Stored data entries
==============================

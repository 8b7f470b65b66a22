//! CLI smoke entry point.
//!
//! # Responsibility
//! - Verify `datasource_core` linkage and run one create/list pass against an
//!   in-memory store.
//! - Keep output deterministic for quick local sanity checks.

use datasource_core::db::open_db_in_memory;
use datasource_core::{
    Datasource, DatasourceQuery, DatasourceService, Parameters, PluginSchemas,
    SqliteDatasourceRepository,
};
use serde_json::json;
use std::process::ExitCode;

fn main() -> ExitCode {
    println!("datasource_core ping={}", datasource_core::ping());
    println!("datasource_core version={}", datasource_core::core_version());

    match smoke() {
        Ok(count) => {
            println!("datasource_core smoke=ok listed={count}");
            ExitCode::SUCCESS
        }
        Err(err) => {
            eprintln!("datasource_core smoke=error error={err}");
            ExitCode::FAILURE
        }
    }
}

fn smoke() -> Result<usize, Box<dyn std::error::Error>> {
    let conn = open_db_in_memory()?;
    let repo = SqliteDatasourceRepository::try_new(&conn)?;
    let service = DatasourceService::new(repo, PluginSchemas::new());

    service.create(
        Datasource::new("smoke", "prometheus-main", "prometheus", true)
            .with_plugin(json!({ "url": "http://localhost:9090" })),
    )?;
    let listed = service.list(
        &DatasourceQuery::for_project("smoke"),
        &Parameters::default(),
    )?;
    Ok(listed.len())
}
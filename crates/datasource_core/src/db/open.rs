//! Connection bootstrap utilities for SQLite.
//!
//! # Invariants
//! - Returned connections have `foreign_keys=ON` and a busy timeout.
//! - Returned connections have migrations fully applied.

use super::migrations::apply_migrations;
use super::DbResult;
use log::{error, info};
use rusqlite::Connection;
use std::path::Path;
use std::time::{Duration, Instant};

const BUSY_TIMEOUT: Duration = Duration::from_secs(5);

/// Opens a SQLite database file and applies all pending migrations.
///
/// # Side effects
/// - Emits `db_open` logging events with duration and status.
pub fn open_db(path: impl AsRef<Path>) -> DbResult<Connection> {
    open_with("file", || Connection::open(path))
}

/// Opens an in-memory SQLite database and applies all pending migrations.
///
/// Used by tests and the smoke CLI; data is dropped with the connection.
pub fn open_db_in_memory() -> DbResult<Connection> {
    open_with("memory", Connection::open_in_memory)
}

fn open_with<F>(mode: &str, open: F) -> DbResult<Connection>
where
    F: FnOnce() -> rusqlite::Result<Connection>,
{
    let started_at = Instant::now();
    info!("event=db_open module=db status=start mode={mode}");

    let mut conn = open().map_err(|err| {
        error!(
            "event=db_open module=db status=error mode={} duration_ms={} error_code=db_open_failed error={}",
            mode,
            started_at.elapsed().as_millis(),
            err
        );
        err
    })?;

    match bootstrap_connection(&mut conn) {
        Ok(()) => {
            info!(
                "event=db_open module=db status=ok mode={} duration_ms={}",
                mode,
                started_at.elapsed().as_millis()
            );
            Ok(conn)
        }
        Err(err) => {
            error!(
                "event=db_open module=db status=error mode={} duration_ms={} error_code=db_bootstrap_failed error={}",
                mode,
                started_at.elapsed().as_millis(),
                err
            );
            Err(err)
        }
    }
}

fn bootstrap_connection(conn: &mut Connection) -> DbResult<()> {
    conn.execute_batch("PRAGMA foreign_keys = ON;")?;
    conn.busy_timeout(BUSY_TIMEOUT)?;
    apply_migrations(conn)?;
    Ok(())
}
//! Datasource use-case service.
//!
//! # Responsibility
//! - Validate datasources and enforce one default per project.
//! - Keep body identity consistent with caller parameters on update.
//! - Stamp metadata and translate storage outcomes into `ServiceError`.
//!
//! # Invariants
//! - Storage failures other than key conflict/not found reach callers as
//!   `ServiceError::Internal` only, after being reported to the sink.
//! - A failed scope listing during validation is a `BadRequest`, like any
//!   other validation failure.
//! - `list` returns repository errors unchanged.
//! - The default check reads the scope, then writes separately. Two
//!   concurrent writers in one project can both become default; nothing here
//!   serializes them.

use crate::logging::{DiagnosticSink, LogSink};
use crate::model::datasource::{filter_datasources, Datasource};
use crate::model::resource::{Parameters, Resource};
use crate::repo::datasource_repo::{DatasourceQuery, DatasourceRepository, RepoError, RepoResult};
use crate::validate::datasource::{DefaultSchemaValidator, SchemaValidator};
use crate::validate::schema::PluginSchemas;
use std::error::Error;
use std::fmt::{Display, Formatter};
use std::sync::Arc;

pub type ServiceResult<T> = Result<T, ServiceError>;

/// Caller-facing error taxonomy.
#[derive(Debug)]
pub enum ServiceError {
    /// Wrong resource kind, failed validation or identity mismatch.
    BadRequest(String),
    /// `(project, name)` already exists.
    Conflict { project: String, name: String },
    /// Target datasource does not exist.
    NotFound { project: String, name: String },
    /// Unexpected storage failure. Details are only logged.
    Internal,
}

impl Display for ServiceError {
    fn fmt(&self, f: &mut Formatter<'_>) -> std::fmt::Result {
        match self {
            Self::BadRequest(message) => write!(f, "bad request: {message}"),
            Self::Conflict { project, name } => write!(
                f,
                "conflict: datasource `{name}` already exists in project `{project}`"
            ),
            Self::NotFound { project, name } => write!(
                f,
                "not found: datasource `{name}` does not exist in project `{project}`"
            ),
            Self::Internal => write!(f, "internal server error"),
        }
    }
}

impl Error for ServiceError {}

/// Datasource service over a repository and a schema validator.
pub struct DatasourceService<R: DatasourceRepository, V: SchemaValidator = DefaultSchemaValidator> {
    repo: R,
    validator: V,
    schemas: PluginSchemas,
    sink: Arc<dyn DiagnosticSink>,
}

impl<R: DatasourceRepository> DatasourceService<R> {
    /// Creates a service with the built-in validator, logging to `log`.
    pub fn new(repo: R, schemas: PluginSchemas) -> Self {
        Self::with_parts(
            repo,
            DefaultSchemaValidator,
            schemas,
            Arc::new(LogSink::default()),
        )
    }
}

impl<R: DatasourceRepository, V: SchemaValidator> DatasourceService<R, V> {
    pub fn with_parts(
        repo: R,
        validator: V,
        schemas: PluginSchemas,
        sink: Arc<dyn DiagnosticSink>,
    ) -> Self {
        Self {
            repo,
            validator,
            schemas,
            sink,
        }
    }

    /// Creates a resource received at the API boundary.
    ///
    /// Only the `Datasource` variant is accepted.
    pub fn create_resource(&self, resource: Resource) -> ServiceResult<Datasource> {
        match resource {
            Resource::Datasource(datasource) => self.create(datasource),
            other => Err(self.wrong_kind(&other)),
        }
    }

    /// Updates a resource received at the API boundary.
    pub fn update_resource(
        &self,
        resource: Resource,
        parameters: &Parameters,
    ) -> ServiceResult<Datasource> {
        match resource {
            Resource::Datasource(datasource) => self.update(datasource, parameters),
            other => Err(self.wrong_kind(&other)),
        }
    }

    /// Validates, stamps creation metadata and stores a new datasource.
    ///
    /// # Errors
    /// - `BadRequest` when validation fails.
    /// - `Conflict` when the name already exists in the project.
    /// - `Internal` on any other storage failure.
    pub fn create(&self, mut entity: Datasource) -> ServiceResult<Datasource> {
        self.validate(&entity)?;

        entity.metadata.create_now();
        match self.repo.create(&entity) {
            Ok(()) => Ok(entity),
            Err(RepoError::KeyConflict { project, name }) => {
                self.sink.debug(&format!(
                    "event=datasource_create module=service status=rejected reason=conflict project={project} name={name}"
                ));
                Err(ServiceError::Conflict { project, name })
            }
            Err(err) => Err(self.internal("datasource_create", &entity.metadata.name, &err)),
        }
    }

    /// Replaces the spec of an existing datasource.
    ///
    /// An empty `metadata.project` is taken from `parameters`. Creation time
    /// and identity are carried over from the stored version.
    ///
    /// # Errors
    /// - `BadRequest` when validation fails or the name/project in the body
    ///   differ from `parameters`.
    /// - `NotFound` when no stored version exists.
    /// - `Internal` on storage failure while reading or writing.
    pub fn update(
        &self,
        mut entity: Datasource,
        parameters: &Parameters,
    ) -> ServiceResult<Datasource> {
        self.validate(&entity)?;

        if entity.metadata.name != parameters.name {
            self.sink.debug(&format!(
                "event=datasource_update module=service status=rejected reason=name_mismatch body_name={} path_name={}",
                entity.metadata.name, parameters.name
            ));
            return Err(ServiceError::BadRequest(
                "metadata.name and the name in the request path don't match".to_string(),
            ));
        }
        if entity.metadata.project.is_empty() {
            entity.metadata.project = parameters.project.clone();
        } else if entity.metadata.project != parameters.project {
            self.sink.debug(&format!(
                "event=datasource_update module=service status=rejected reason=project_mismatch body_project={} path_project={}",
                entity.metadata.project, parameters.project
            ));
            return Err(ServiceError::BadRequest(
                "metadata.project and the project in the request path don't match".to_string(),
            ));
        }

        let previous = self.get(parameters)?;
        entity.metadata.update_from(&previous.metadata);

        if let Err(err) = self.repo.update(&entity) {
            return Err(self.internal("datasource_update", &entity.metadata.name, &err));
        }
        Ok(entity)
    }

    /// Deletes the datasource identified by `parameters`.
    pub fn delete(&self, parameters: &Parameters) -> ServiceResult<()> {
        self.repo
            .delete(&parameters.project, &parameters.name)
            .map_err(|err| self.translate_lookup("datasource_delete", parameters, err))
    }

    /// Loads the datasource identified by `parameters`.
    pub fn get(&self, parameters: &Parameters) -> ServiceResult<Datasource> {
        self.repo
            .get(&parameters.project, &parameters.name)
            .map_err(|err| self.translate_lookup("datasource_get", parameters, err))
    }

    /// Lists the datasources of `query.project`, keeping those matching
    /// `query.kind` and `query.default` when set.
    ///
    /// Repository errors are returned as-is. `_parameters` is accepted for
    /// parity with the other operations and is not read.
    pub fn list(
        &self,
        query: &DatasourceQuery,
        _parameters: &Parameters,
    ) -> RepoResult<Vec<Datasource>> {
        let list = self.repo.list(query)?;
        Ok(filter_datasources(
            query.kind.as_deref(),
            query.default,
            list,
        ))
    }

    fn validate(&self, entity: &Datasource) -> ServiceResult<()> {
        let mut existing = Vec::new();
        if entity.spec.default {
            let query = DatasourceQuery::for_project(entity.metadata.project.clone());
            existing = self.repo.list(&query).map_err(|err| {
                self.sink.error(&format!(
                    "event=datasource_validate module=service status=error project={} error={}",
                    entity.metadata.project, err
                ));
                ServiceError::BadRequest(format!("unable to list datasources of the project: {err}"))
            })?;
        }

        self.validator
            .validate(entity, &existing, &self.schemas)
            .map_err(|err| {
                self.sink.debug(&format!(
                    "event=datasource_validate module=service status=rejected name={} reason={}",
                    entity.metadata.name, err
                ));
                ServiceError::BadRequest(err.to_string())
            })
    }

    fn wrong_kind(&self, resource: &Resource) -> ServiceError {
        let metadata = resource.metadata();
        self.sink.debug(&format!(
            "event=datasource_dispatch module=service status=rejected reason=wrong_kind kind={} project={} name={}",
            resource.kind_name(),
            metadata.project,
            metadata.name
        ));
        ServiceError::BadRequest(format!(
            "wrong entity format, attempting Datasource format, received '{}'",
            resource.kind_name()
        ))
    }

    fn translate_lookup(
        &self,
        event: &str,
        parameters: &Parameters,
        err: RepoError,
    ) -> ServiceError {
        match err {
            RepoError::KeyNotFound { project, name } => {
                self.sink.debug(&format!(
                    "event={event} module=service status=rejected reason=not_found project={project} name={name}"
                ));
                ServiceError::NotFound { project, name }
            }
            other => self.internal(event, &parameters.name, &other),
        }
    }

    fn internal(&self, event: &str, name: &str, err: &RepoError) -> ServiceError {
        self.sink.error(&format!(
            "event={event} module=service status=error name={name} error={err}"
        ));
        ServiceError::Internal
    }
}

==============================

# BRIEF
Search the records for the word "DbResult" and copy out every line that holds it.

# PROBLEM SOLUTION
use super::DbResult;
pub fn open_db(path: impl AsRef<Path>) -> DbResult<Connection> {
pub fn open_db_in_memory() -> DbResult<Connection> {
fn open_with<F>(mode: &str, open: F) -> DbResult<Connection>
fn bootstrap_connection(conn: &mut Connection) -> DbResult<()> {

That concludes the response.